In this case at least, MySQL does not distinguish between SETting the variable to a new value and SETting it to the same value it already holds. The check for protecting a zero-configured query_cache_type variable from online alterations also does not check if the new value is the harmless zero or enum OFF.

This behaviour is the same with MySQL 5.5.31. It only became obvious to us after upgrading a server to MySQL 5.6.11, due to the new default value for query_cache_type.

How to repeat:
Set query_cache_type=0 in config file and restart server.

mysql> SET GLOBAL query_cache_type=0;
ERROR 1651 (HY000): Query cache is disabled; restart the server with query_cache_type=1 to enable it
mysql> SET GLOBAL query_cache_type=OFF;
ERROR 1651 (HY000): Query cache is disabled; restart the server with query_cache_type=1 to enable it

mysql> SET SESSION query_cache_type=0;
ERROR 1651 (HY000): Query cache is disabled; restart the server with query_cache_type=1 to enable it
mysql> SET SESSION query_cache_type=OFF;
ERROR 1651 (HY000): Query cache is disabled; restart the server with query_cache_type=1 to enable it

Suggested fix:
For query_cache_type specifically:
Detect if new value is zero and bypass check for error 1651 if so.

Suggested generally for dynamic variables:
Detect if new value is same as current effective value (in same [GLOBAL vs SESSION] scope). Ignore the SET statement entirely if so.
[4 Jun 2013 13:25] Umesh Shastry
Hello Rolf,

Thank you for the report.
Verified as described.

Thanks,
Umesh
[16 Jul 2013 17:32] Paul Dubois
Noted in 5.7.2 changelog.

If query_cache_type was disabled at startup to prevent the query
cache from being enabled at runtime, disabling query_cache_type at
runtime generated a warning even though it was already disabled.
[23 Nov 2014 7:10] Jonathan DeLanders
why in ever gods name would anyone ever to choose to disable enabling query cache at runtime?   seriously.   WTF.
[23 Nov 2014 7:28] Jonathan DeLanders
use postgres.
[23 Nov 2014 15:31] Rolf Neuberger
Jonathan,
you disable query cache if you aniticpate your session will generate a lot of cachable queries that generally not going to be reissued verbatim any time soon (or ever), "polluting" the cache with low-value entries, while throwing out more valuable ones.

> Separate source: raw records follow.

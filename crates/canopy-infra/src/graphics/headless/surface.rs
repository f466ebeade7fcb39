// Copyright 2025 eraflo
//
// Licensed under the Apache License, Version 2.0 (the "License");
// you may not use this file except in compliance with the License.
// You may obtain a copy of the License at
//
//     http://www.apache.org/licenses/LICENSE-2.0
//
// Unless required by applicable law or agreed to in writing, software
// distributed under the License is distributed on an "AS IS" BASIS,
// WITHOUT WARRANTIES OR CONDITIONS OF ANY KIND, either express or implied.
// See the License for the specific language governing permissions and
// limitations under the License.

use super::device::HeadlessDevice;
use canopy_core::math::Extent2D;
use canopy_core::renderer::api::{FramebufferId, RenderPassId, SemaphoreId};
use canopy_core::renderer::{DeviceError, Surface, SwapchainImage};
use std::sync::atomic::{AtomicBool, AtomicUsize, Ordering};
use std::sync::{Arc, Mutex, PoisonError};

const IMAGE_COUNT: usize = 2;

#[derive(Debug, Default)]
struct ProbeState {
    acquire_out_of_date: AtomicBool,
    present_out_of_date: AtomicBool,
    acquires: AtomicUsize,
    presents: AtomicUsize,
    recreates: AtomicUsize,
    last_wait_semaphores: Mutex<Vec<SemaphoreId>>,
}

/// Observes and steers a [`HeadlessSurface`] after it has been handed away.
#[derive(Debug, Clone, Default)]
pub struct SurfaceProbe {
    state: Arc<ProbeState>,
}

impl SurfaceProbe {
    /// The next `present` reports the surface as out of date.
    pub fn fail_next_present_out_of_date(&self) {
        self.state.present_out_of_date.store(true, Ordering::SeqCst);
    }

    /// The next `acquire_next_image` reports the surface as out of date.
    pub fn fail_next_acquire_out_of_date(&self) {
        self.state.acquire_out_of_date.store(true, Ordering::SeqCst);
    }

    pub fn acquire_count(&self) -> usize {
        self.state.acquires.load(Ordering::SeqCst)
    }

    /// Presents that succeeded.
    pub fn present_count(&self) -> usize {
        self.state.presents.load(Ordering::SeqCst)
    }

    pub fn recreate_count(&self) -> usize {
        self.state.recreates.load(Ordering::SeqCst)
    }

    /// Semaphores the last `present` call was asked to wait on.
    pub fn last_wait_semaphores(&self) -> Vec<SemaphoreId> {
        self.state
            .last_wait_semaphores
            .lock()
            .unwrap_or_else(PoisonError::into_inner)
            .clone()
    }
}

/// A [`Surface`] with no window behind it.
///
/// Owns a render pass and one framebuffer per swapchain image on its
/// [`HeadlessDevice`]; both are destroyed when the surface is dropped.
#[derive(Debug)]
pub struct HeadlessSurface {
    device: HeadlessDevice,
    extent: Extent2D,
    render_pass: RenderPassId,
    framebuffers: Vec<FramebufferId>,
    next_image: usize,
    probe: SurfaceProbe,
}

impl HeadlessSurface {
    pub fn new(device: &HeadlessDevice, extent: Extent2D) -> Result<Self, DeviceError> {
        let render_pass = device.create_render_pass();
        let mut surface = Self {
            device: device.clone(),
            extent,
            render_pass,
            framebuffers: Vec::with_capacity(IMAGE_COUNT),
            next_image: 0,
            probe: SurfaceProbe::default(),
        };
        surface.create_framebuffers()?;
        Ok(surface)
    }

    pub fn probe(&self) -> SurfaceProbe {
        self.probe.clone()
    }

    fn create_framebuffers(&mut self) -> Result<(), DeviceError> {
        for _ in 0..IMAGE_COUNT {
            let framebuffer = self.device.create_framebuffer(self.render_pass)?;
            self.framebuffers.push(framebuffer);
        }
        Ok(())
    }

    fn destroy_framebuffers(&mut self) -> Result<(), DeviceError> {
        for framebuffer in self.framebuffers.drain(..) {
            self.device.destroy_framebuffer(framebuffer)?;
        }
        Ok(())
    }
}

impl Surface for HeadlessSurface {
    fn extent(&self) -> Extent2D {
        self.extent
    }

    fn render_pass(&self) -> RenderPassId {
        self.render_pass
    }

    fn recreate(&mut self, extent: Extent2D) -> Result<(), DeviceError> {
        self.destroy_framebuffers()?;
        self.extent = extent;
        self.next_image = 0;
        self.create_framebuffers()?;
        self.probe.state.recreates.fetch_add(1, Ordering::SeqCst);
        log::debug!("Headless surface recreated at {}x{}", extent.width, extent.height);
        Ok(())
    }

    fn acquire_next_image(&mut self) -> Result<SwapchainImage, DeviceError> {
        if self.probe.state.acquire_out_of_date.swap(false, Ordering::SeqCst) {
            return Err(DeviceError::OutOfDate);
        }
        let index = self.next_image;
        let framebuffer = *self
            .framebuffers
            .get(index)
            .ok_or_else(|| DeviceError::InvalidHandle(format!("swapchain image {index}")))?;
        self.next_image = (index + 1) % self.framebuffers.len();
        self.probe.state.acquires.fetch_add(1, Ordering::SeqCst);
        Ok(SwapchainImage {
            index: index as u32,
            framebuffer,
            acquire_semaphore: None,
        })
    }

    fn present(
        &mut self,
        image: &SwapchainImage,
        wait_semaphores: &[SemaphoreId],
    ) -> Result<(), DeviceError> {
        *self
            .probe
            .state
            .last_wait_semaphores
            .lock()
            .unwrap_or_else(PoisonError::into_inner) = wait_semaphores.to_vec();
        if self.probe.state.present_out_of_date.swap(false, Ordering::SeqCst) {
            return Err(DeviceError::OutOfDate);
        }
        if !self.framebuffers.contains(&image.framebuffer) {
            return Err(DeviceError::InvalidHandle(format!("{:?}", image.framebuffer)));
        }
        self.probe.state.presents.fetch_add(1, Ordering::SeqCst);
        Ok(())
    }
}

impl Drop for HeadlessSurface {
    fn drop(&mut self) {
        if let Err(e) = self.destroy_framebuffers() {
            log::warn!("Failed to destroy headless framebuffers: {e}");
        }
        if let Err(e) = self.device.destroy_render_pass(self.render_pass) {
            log::warn!("Failed to destroy headless render pass: {e}");
        }
    }
}

#[cfg(test)]
mod tests {
    use super::*;

    #[test]
    fn test_images_rotate() {
        let device = HeadlessDevice::new();
        let mut surface = HeadlessSurface::new(&device, Extent2D::new(4, 4)).unwrap();
        let first = surface.acquire_next_image().unwrap();
        let second = surface.acquire_next_image().unwrap();
        let third = surface.acquire_next_image().unwrap();
        assert_ne!(first.framebuffer, second.framebuffer);
        assert_eq!(first, third);
    }

    #[test]
    fn test_out_of_date_fires_once() {
        let device = HeadlessDevice::new();
        let mut surface = HeadlessSurface::new(&device, Extent2D::new(4, 4)).unwrap();
        let probe = surface.probe();
        probe.fail_next_present_out_of_date();

        let image = surface.acquire_next_image().unwrap();
        assert_eq!(surface.present(&image, &[]), Err(DeviceError::OutOfDate));
        assert!(surface.present(&image, &[]).is_ok());
        assert_eq!(probe.present_count(), 1);
    }

    #[test]
    fn test_recreate_replaces_framebuffers() {
        let device = HeadlessDevice::new();
        let mut surface = HeadlessSurface::new(&device, Extent2D::new(4, 4)).unwrap();
        let stale = surface.acquire_next_image().unwrap();
        surface.recreate(Extent2D::new(8, 2)).unwrap();

        assert_eq!(surface.extent(), Extent2D::new(8, 2));
        assert_eq!(device.counts().framebuffers, IMAGE_COUNT);
        assert!(surface.present(&stale, &[]).is_err());
    }

    #[test]
    fn test_drop_releases_everything() {
        let device = HeadlessDevice::new();
        drop(HeadlessSurface::new(&device, Extent2D::new(4, 4)).unwrap());
        assert_eq!(device.counts().total(), 0);
    }
}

There are also still significant overheads involved in MySQL caching that can slow down sessions issuing a large number of queries involving very small result sets.

The reason for the report is that the original behaviour added extra non-obvious boilerplate requirements to client processes that want to disable the query cache. If I wanted to use the same script to perform operations across several MySQL server installations, for which I determined (through benchmarking or otherwise) that I'm better off without query cache, I had to check the runtime configuration after establishing the connection just to determine if cache steering (SET query_cache_type or SELECT SQL_NO_CACHE) was safe to use.